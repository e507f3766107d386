use std::collections::HashMap;
use std::sync::Arc;
use std::time::{SystemTime, UNIX_EPOCH};

use axum::{
    extract::{Path, Query, State},
    http::StatusCode,
    response::{IntoResponse, Response},
    routing::{get, post, put},
    Json, Router,
};
use serde::{Deserialize, Serialize};
use tokio::{net::TcpListener, sync::RwLock};
use uuid::Uuid;

pub const API_PREFIX: &str = "/api/20130724/make";

const NEGATION: &str = "{!}";
const DEFAULT_LIMIT: usize = 10;

#[derive(Clone, Debug, Serialize, Deserialize, PartialEq)]
#[serde(rename_all = "camelCase")]
pub struct Make {
    #[serde(rename = "_id")]
    pub id: String,
    pub url: String,
    pub content_type: String,
    pub locale: String,
    pub title: String,
    pub description: String,
    #[serde(skip_serializing_if = "Option::is_none")]
    pub author: Option<String>,
    pub published: bool,
    pub tags: Vec<String>,
    #[serde(skip_serializing_if = "Option::is_none")]
    pub thumbnail: Option<String>,
    #[serde(skip_serializing_if = "Option::is_none")]
    pub username: Option<String>,
    #[serde(skip_serializing_if = "Option::is_none")]
    pub remixed_from: Option<String>,
    pub created_at: i64,
    pub updated_at: i64,
    pub likes: Vec<Maker>,
    pub reports: Vec<Maker>,
}

#[derive(Clone, Debug, Serialize, Deserialize, PartialEq, Eq)]
pub struct Maker {
    pub maker: String,
}

/// Body of create and update. Unknown fields (e.g. `_id`, `likes`) are
/// ignored so a client can send back a record it fetched.
#[derive(Debug, Default, Deserialize)]
#[serde(rename_all = "camelCase")]
pub struct MakeInput {
    pub url: Option<String>,
    pub content_type: Option<String>,
    pub locale: Option<String>,
    pub title: Option<String>,
    pub description: Option<String>,
    pub author: Option<String>,
    pub published: Option<bool>,
    pub tags: Option<Vec<String>>,
    pub thumbnail: Option<String>,
    pub username: Option<String>,
    pub remixed_from: Option<String>,
    pub created_at: Option<i64>,
}

#[derive(Debug, Serialize, Deserialize)]
pub struct SearchResponse {
    pub makes: Vec<Make>,
    pub total: usize,
}

#[derive(Debug, Serialize, Deserialize, PartialEq, Eq)]
pub struct TagCount {
    pub term: String,
    pub count: u64,
}

#[derive(Debug, Serialize, Deserialize)]
pub struct TagSuggestions {
    pub tags: Vec<TagCount>,
    pub total: usize,
}

#[derive(Debug, Serialize, Deserialize)]
pub struct RemixCount {
    pub count: usize,
}

pub type Db = Arc<RwLock<Vec<Make>>>;

/// JSON error body: `{"error": "..."}`.
pub struct ApiError(StatusCode, String);

impl IntoResponse for ApiError {
    fn into_response(self) -> Response {
        (self.0, Json(serde_json::json!({ "error": self.1 }))).into_response()
    }
}

fn not_found(id: &str) -> ApiError {
    ApiError(StatusCode::NOT_FOUND, format!("make {id} not found"))
}

pub fn app() -> Router {
    let db: Db = Arc::new(RwLock::new(Vec::new()));
    Router::new()
        .route(&format!("{API_PREFIX}/"), post(create_make))
        .route(&format!("{API_PREFIX}/search"), get(search))
        .route(&format!("{API_PREFIX}/protectedSearch"), get(search))
        .route(&format!("{API_PREFIX}/tags"), get(autocomplete_tags))
        .route(&format!("{API_PREFIX}/remixCount"), get(remix_count))
        .route(&format!("{API_PREFIX}/like/{{id}}"), put(like))
        .route(&format!("{API_PREFIX}/unlike/{{id}}"), put(unlike))
        .route(&format!("{API_PREFIX}/report/{{id}}"), put(report))
        .route(&format!("{API_PREFIX}/cancelReport/{{id}}"), put(cancel_report))
        .route(
            &format!("{API_PREFIX}/{{id}}"),
            put(update_make).delete(delete_make),
        )
        .with_state(db)
}

pub async fn run(listener: TcpListener) -> Result<(), std::io::Error> {
    axum::serve(listener, app()).await
}

fn now_millis() -> i64 {
    SystemTime::now()
        .duration_since(UNIX_EPOCH)
        .map(|d| d.as_millis() as i64)
        .unwrap_or_default()
}

// ---------------------------------------------------------------------------
// CRUD
// ---------------------------------------------------------------------------

async fn create_make(
    State(db): State<Db>,
    Json(input): Json<MakeInput>,
) -> Result<Json<Make>, ApiError> {
    let url = input
        .url
        .filter(|u| !u.is_empty())
        .ok_or_else(|| ApiError(StatusCode::BAD_REQUEST, "url is required".to_string()))?;
    let now = now_millis();
    let make = Make {
        id: Uuid::new_v4().to_string(),
        url,
        content_type: input.content_type.unwrap_or_default(),
        locale: input.locale.unwrap_or_else(|| "en_US".to_string()),
        title: input.title.unwrap_or_default(),
        description: input.description.unwrap_or_default(),
        author: input.author,
        published: input.published.unwrap_or(true),
        tags: input.tags.unwrap_or_default(),
        thumbnail: input.thumbnail,
        username: input.username,
        remixed_from: input.remixed_from,
        created_at: input.created_at.unwrap_or(now),
        updated_at: now,
        likes: Vec::new(),
        reports: Vec::new(),
    };
    tracing::info!(id = %make.id, "make created");
    db.write().await.push(make.clone());
    Ok(Json(make))
}

async fn update_make(
    State(db): State<Db>,
    Path(id): Path<String>,
    Json(input): Json<MakeInput>,
) -> Result<Json<Make>, ApiError> {
    let mut makes = db.write().await;
    let make = makes
        .iter_mut()
        .find(|m| m.id == id)
        .ok_or_else(|| not_found(&id))?;
    if let Some(url) = input.url {
        make.url = url;
    }
    if let Some(content_type) = input.content_type {
        make.content_type = content_type;
    }
    if let Some(locale) = input.locale {
        make.locale = locale;
    }
    if let Some(title) = input.title {
        make.title = title;
    }
    if let Some(description) = input.description {
        make.description = description;
    }
    if input.author.is_some() {
        make.author = input.author;
    }
    if let Some(published) = input.published {
        make.published = published;
    }
    if let Some(tags) = input.tags {
        make.tags = tags;
    }
    if input.thumbnail.is_some() {
        make.thumbnail = input.thumbnail;
    }
    make.updated_at = now_millis();
    Ok(Json(make.clone()))
}

async fn delete_make(
    State(db): State<Db>,
    Path(id): Path<String>,
) -> Result<Json<Make>, ApiError> {
    let mut makes = db.write().await;
    let pos = makes
        .iter()
        .position(|m| m.id == id)
        .ok_or_else(|| not_found(&id))?;
    tracing::info!(%id, "make deleted");
    Ok(Json(makes.remove(pos)))
}

// ---------------------------------------------------------------------------
// Likes and reports
// ---------------------------------------------------------------------------

async fn with_make(
    db: &Db,
    id: &str,
    change: impl FnOnce(&mut Make),
) -> Result<Json<Make>, ApiError> {
    let mut makes = db.write().await;
    let make = makes
        .iter_mut()
        .find(|m| m.id == id)
        .ok_or_else(|| not_found(id))?;
    change(make);
    Ok(Json(make.clone()))
}

fn add_maker(list: &mut Vec<Maker>, maker: Maker) {
    if !list.contains(&maker) {
        list.push(maker);
    }
}

async fn like(
    State(db): State<Db>,
    Path(id): Path<String>,
    Json(maker): Json<Maker>,
) -> Result<Json<Make>, ApiError> {
    with_make(&db, &id, |m| add_maker(&mut m.likes, maker)).await
}

async fn unlike(
    State(db): State<Db>,
    Path(id): Path<String>,
    Json(maker): Json<Maker>,
) -> Result<Json<Make>, ApiError> {
    with_make(&db, &id, |m| m.likes.retain(|l| l != &maker)).await
}

async fn report(
    State(db): State<Db>,
    Path(id): Path<String>,
    Json(maker): Json<Maker>,
) -> Result<Json<Make>, ApiError> {
    with_make(&db, &id, |m| add_maker(&mut m.reports, maker)).await
}

async fn cancel_report(
    State(db): State<Db>,
    Path(id): Path<String>,
    Json(maker): Json<Maker>,
) -> Result<Json<Make>, ApiError> {
    with_make(&db, &id, |m| m.reports.retain(|r| r != &maker)).await
}

// ---------------------------------------------------------------------------
// Search
// ---------------------------------------------------------------------------

/// One decoded search predicate.
#[derive(Debug, PartialEq)]
pub struct Predicate {
    pub field: String,
    pub value: String,
    pub negated: bool,
}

..........

The lines that mention the word "axum" should be pulled from the records above.

use axum::{
    axum::serve(listener, app()).await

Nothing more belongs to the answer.